He advises us to “seek support from like-minded people who are share your concerns and who don’t belong to the mainstream denial. Joining an environmentally aware organisation such as Transition Towns, Cultivate or Feasta will bring you into contact with a support community.” He believes we have to “accept that the majority of people will not accept the problems and be largely in denial until a major crises hits. See your job as building an ‘oasis’ of awareness and preparedness with a small group of like-minded people.”

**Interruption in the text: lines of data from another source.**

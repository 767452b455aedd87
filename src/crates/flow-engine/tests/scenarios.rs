//! End-to-end fixtures exercised against the composed [`FlowEngine`], the
//! subset of §8's scenarios that don't require a live provider or HTTP
//! mock: parallel fan-out merge, unique-constraint conflict, and
//! transaction rollback. Sequential AI+tool, try/catch, and retry-with-
//! backoff are covered at the unit level in `dispatcher.rs`/`retry.rs`/
//! `breaker.rs` instead, since they need a mocked `ChatModel`/HTTP
//! transport this crate doesn't wire up for integration tests.

use flow_core::ir::{FlowGraph, FlowNode, IrProgram, NodeKind, Pattern, SetTarget, Statement};
use flow_core::expr::Expr;
use flow_core::state::RunContext;
use flow_core::value::Value;
use flow_engine::{EngineConfig, EngineDeps, FlowEngine, RunStatus};
use flow_store::{FrameStore, InMemoryFrameStore};
use llm::ProviderAdapter;
use std::sync::Arc;
use std::time::Duration;

fn deps(store: Arc<dyn FrameStore>) -> EngineDeps {
    EngineDeps {
        store,
        provider_adapter: Arc::new(ProviderAdapter::new(
            flow_core::breaker::CircuitBreaker::new(Default::default()),
            flow_core::retry::RetryPolicy::default(),
            Duration::from_secs(30),
        )),
        memory_backend: Arc::new(flow_memory::InMemoryBackend::new()),
        default_chat_model: None,
    }
}

/// `User` record config used by both the unique-conflict and
/// transaction-rollback fixtures: `id` primary key, required+unique `email`.
fn user_record_config() -> Value {
    Value::from_map(
        [
            ("frame".to_string(), Value::Str("users".to_string())),
            (
                "fields".to_string(),
                Value::List(vec![
                    Value::from_map(
                        [
                            ("name".to_string(), Value::Str("id".to_string())),
                            ("type".to_string(), Value::Str("int".to_string())),
                            ("primary_key".to_string(), Value::Bool(true)),
                        ]
                        .into_iter()
                        .collect(),
                    ),
                    Value::from_map(
                        [
                            ("name".to_string(), Value::Str("email".to_string())),
                            ("type".to_string(), Value::Str("string".to_string())),
                            ("required".to_string(), Value::Bool(true)),
                            ("unique".to_string(), Value::Bool(true)),
                        ]
                        .into_iter()
                        .collect(),
                    ),
                ]),
            ),
        ]
        .into_iter()
        .collect(),
    )
}

/// Scenario 2: parallel fan-out merge. Two branches each write a step
/// output (`step.a.output`/`step.b.output`, the one `FlowState::merge_branch`
/// key family that isn't namespaced by branch id) *and* a `let`-bound
/// variable; the node after the join reads both step outputs and both
/// variables and writes `c = a + b`, exercising both merge paths §4.2 step
/// 6 describes (namespaced `data` re-keying and unprefixed variable
/// overlay).
#[tokio::test]
async fn parallel_fanout_merges_branch_outputs_before_the_join_continuation() {
    let mut graph = FlowGraph::new("main", "fork");

    let mut fork = FlowNode::new("fork", NodeKind::Parallel);
    fork.next_ids = vec!["branch_a".to_string(), "branch_b".to_string()];
    graph.add_node(fork);

    let mut branch_a = FlowNode::new("branch_a", NodeKind::Script).with_statements(vec![
        Statement::Let {
            pattern: Pattern::Name("a_var".to_string()),
            value: Expr::Int(10),
            pipeline: vec![],
            is_constant: false,
        },
        Statement::Return { value: Expr::Int(1) },
    ]);
    branch_a.alias = Some("a".to_string());
    branch_a.next_ids = vec!["join".to_string()];
    graph.add_node(branch_a);

    let mut branch_b = FlowNode::new("branch_b", NodeKind::Script).with_statements(vec![
        Statement::Let {
            pattern: Pattern::Name("b_var".to_string()),
            value: Expr::Int(20),
            pipeline: vec![],
            is_constant: false,
        },
        Statement::Return { value: Expr::Int(2) },
    ]);
    branch_b.alias = Some("b".to_string());
    branch_b.next_ids = vec!["join".to_string()];
    graph.add_node(branch_b);

    let mut join = FlowNode::new("join", NodeKind::Join);
    join.next_ids = vec!["calc".to_string()];
    graph.add_node(join);

    let calc = FlowNode::new("calc", NodeKind::Script).with_statements(vec![Statement::Set {
        target: SetTarget::StateField("c".to_string()),
        value: Expr::Binary(
            flow_core::expr::BinOp::Add,
            Box::new(Expr::Dotted(Box::new(Expr::Dotted(Box::new(Expr::Identifier("step".to_string())), "a".to_string())), "output".to_string())),
            Box::new(Expr::Dotted(Box::new(Expr::Dotted(Box::new(Expr::Identifier("step".to_string())), "b".to_string())), "output".to_string())),
        ),
    }]);
    graph.add_node(calc);

    let mut ir = IrProgram::new();
    ir.flows.insert("main".to_string(), graph);

    let store: Arc<dyn FrameStore> = Arc::new(InMemoryFrameStore::new());
    let engine = FlowEngine::new(&ir, deps(store), EngineConfig::default()).unwrap();
    let result = engine.run_flow_async("main", RunContext::default(), None, None).await.unwrap();

    assert_eq!(result.status, RunStatus::Completed);
    assert_eq!(result.state.step_output("a"), Some(&Value::Int(1)));
    assert_eq!(result.state.step_output("b"), Some(&Value::Int(2)));
    assert_eq!(result.state.data.get("c"), Some(&Value::Int(3)));
    assert_eq!(result.state.variables.get_local("a_var"), Some(&Value::Int(10)));
    assert_eq!(result.state.variables.get_local("b_var"), Some(&Value::Int(20)));
    assert!(result.state.errors.is_empty());
}

/// Scenario 4: record create + unique conflict. Two `db_create` steps with
/// the same email; the first succeeds, the second fails, and exactly one
/// row with that email persists.
#[tokio::test]
async fn second_create_with_a_duplicate_unique_field_fails_and_does_not_persist() {
    let mut graph = FlowGraph::new("main", "first");

    let mut first = FlowNode::new("first", NodeKind::Db("db_create".to_string())).with_target("User");
    first.input = Some(Expr::Record(vec![("id".to_string(), Expr::Int(1)), ("email".to_string(), Expr::Str("a@b.com".to_string()))]));
    first.error_boundary_id = Some("on_conflict".to_string());
    first.next_ids = vec!["second".to_string()];
    graph.add_node(first);

    let mut second = FlowNode::new("second", NodeKind::Db("db_create".to_string())).with_target("User");
    second.input = Some(Expr::Record(vec![("id".to_string(), Expr::Int(2)), ("email".to_string(), Expr::Str("a@b.com".to_string()))]));
    second.error_boundary_id = Some("on_conflict".to_string());
    graph.add_node(second);

    graph.add_node(FlowNode::new("on_conflict", NodeKind::Noop));

    let mut ir = IrProgram::new();
    ir.flows.insert("main".to_string(), graph);
    ir.records.insert("User".to_string(), flow_core::ir::ConfigEntry { id: "User".to_string(), config: user_record_config() });

    let store: Arc<dyn FrameStore> = Arc::new(InMemoryFrameStore::new());
    store.ensure_frame("users");

    let engine = FlowEngine::new(&ir, deps(store.clone()), EngineConfig::default()).unwrap();
    let result = engine.run_flow_async("main", RunContext::default(), None, None).await.unwrap();

    assert_eq!(result.state.errors.len(), 1);
    let message = &result.state.errors[0].message;
    assert!(message.contains("email"), "error message should mention the field: {message}");
    assert!(message.contains("already used"), "error message should state the field is already used: {message}");

    let rows = store.all("users").unwrap();
    assert_eq!(rows.len(), 1);
    assert_eq!(rows[0].get("email").and_then(Value::as_str), Some("a@b.com"));
}

/// Scenario 5: transaction rollback. A transaction body creates one row
/// then fails a required-field check on a second; the frame ends up with
/// neither row.
#[tokio::test]
async fn transaction_rolls_back_every_write_on_a_later_failure() {
    let mut create_ok = FlowNode::new("create_ok", NodeKind::Db("db_create".to_string())).with_target("User");
    create_ok.input = Some(Expr::Record(vec![("id".to_string(), Expr::Int(1)), ("email".to_string(), Expr::Str("a@b.com".to_string()))]));

    let mut create_missing_required = FlowNode::new("create_missing_required", NodeKind::Db("db_create".to_string())).with_target("User");
    create_missing_required.input = Some(Expr::Record(vec![("id".to_string(), Expr::Int(2))]));

    let txn = FlowNode::new("txn", NodeKind::Transaction).with_statements(vec![
        Statement::InlineAction { node: Box::new(create_ok) },
        Statement::InlineAction { node: Box::new(create_missing_required) },
    ]);

    let mut graph = FlowGraph::new("main", "txn");
    graph.add_node(txn);

    let mut ir = IrProgram::new();
    ir.flows.insert("main".to_string(), graph);
    ir.records.insert("User".to_string(), flow_core::ir::ConfigEntry { id: "User".to_string(), config: user_record_config() });

    let store: Arc<dyn FrameStore> = Arc::new(InMemoryFrameStore::new());
    store.ensure_frame("users");

    let engine = FlowEngine::new(&ir, deps(store.clone()), EngineConfig::default()).unwrap();
    let err = engine.run_flow_async("main", RunContext::default(), None, None).await.unwrap_err();
    let message = err.to_string();
    assert!(message.contains("txn"), "error should name the failing node: {message}");
    assert!(message.contains("rolled back"), "error should say the transaction rolled back: {message}");

    let rows = store.all("users").unwrap();
    assert!(rows.is_empty(), "transaction rollback must leave no rows behind, found {rows:?}");
}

He continues: “Many people who face a ‘fatal diagnosis’ report that after an initial period of grief or despair, the news can make their daily life more precious as they learn to appreciate what they have. Learn to enjoy the moment and to prioritise the things that matter the most to you in your daily life such as connection with family and friends etc.”

David Korowicz also emphasises the importance of friendship, in particular its psychological benefits: “you will have to stand up and put your neck on the line [since the longer you wait to take action the more options will be lost]. It can be lonely. Find some fellow travellers to share in the trials and triumphs; and the hilarious predicament in which you find yourselves.”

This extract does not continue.